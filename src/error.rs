//! Error handling for the LocaScan client

use std::fmt;
use std::time::Duration;
use thiserror::Error;

use crate::device::Permission;

/// Unified error type for the LocaScan client
#[derive(Error, Debug)]
pub enum Error {
    /// Network or HTTP related errors
    #[error("HTTP error: {0}")]
    Http(#[from] reqwest::Error),

    /// JSON serialization or deserialization errors
    #[error("JSON error: {0}")]
    Json(#[from] serde_json::Error),

    /// URL parsing errors
    #[error("URL error: {0}")]
    Url(#[from] url::ParseError),

    /// Local settings file errors
    #[error("I/O error: {0}")]
    Io(#[from] std::io::Error),

    /// A remote service answered with a non-success status
    #[error("Request failed with status {status}: {message}")]
    Api { status: u16, message: String },

    /// Sign-in, sign-up or token refresh was rejected
    #[error("Authentication error: {0}")]
    Auth(String),

    /// No active session for an operation that requires one
    #[error("Not authenticated")]
    Unauthenticated,

    /// A read missed
    #[error("Not found: {0}")]
    NotFound(String),

    /// Create, update or delete failed in transport or on the server
    #[error("Remote write failed: {0}")]
    RemoteWrite(String),

    /// Client-side form checks; never reaches the network
    #[error("Validation error: {0}")]
    Validation(#[from] ValidationError),

    /// Camera or location permission was not granted
    #[error("Permission denied: {0}")]
    PermissionDenied(Permission),

    /// Location fix did not arrive in time
    #[error("Timed out after {0:?}")]
    Timeout(Duration),

    /// Feature unavailable on this device
    #[error("Unsupported: {0}")]
    Unsupported(String),

    /// Missing or invalid configuration
    #[error("Configuration error: {0}")]
    Config(String),

    /// General errors
    #[error("{0}")]
    General(String),
}

impl Error {
    /// Create a new authentication error
    pub fn auth<T: fmt::Display>(msg: T) -> Self {
        Error::Auth(msg.to_string())
    }

    /// Create a new not-found error
    pub fn not_found<T: fmt::Display>(msg: T) -> Self {
        Error::NotFound(msg.to_string())
    }

    /// Create a new remote write error
    pub fn remote_write<T: fmt::Display>(msg: T) -> Self {
        Error::RemoteWrite(msg.to_string())
    }

    /// Create a new unsupported-feature error
    pub fn unsupported<T: fmt::Display>(msg: T) -> Self {
        Error::Unsupported(msg.to_string())
    }

    /// Create a new configuration error
    pub fn config<T: fmt::Display>(msg: T) -> Self {
        Error::Config(msg.to_string())
    }

    /// Create a new general error
    pub fn general<T: fmt::Display>(msg: T) -> Self {
        Error::General(msg.to_string())
    }
}

/// Field-level failures raised by form validation
#[derive(Error, Debug, Clone, Copy, PartialEq, Eq)]
pub enum ValidationError {
    #[error("scan or enter a barcode")]
    MissingBarcode,

    #[error("enter the product name")]
    MissingProductName,

    #[error("enter a valid quantity (a whole number of at least 1)")]
    InvalidQuantity,

    #[error("the location name is required")]
    MissingLocationName,

    #[error("enter your email")]
    MissingEmail,

    #[error("enter your password")]
    MissingPassword,
}

pub type Result<T> = std::result::Result<T, Error>;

== The problem ==
Throughout the data above, find each line that includes the string "enter"; state only how many there are.

== Your response ==
5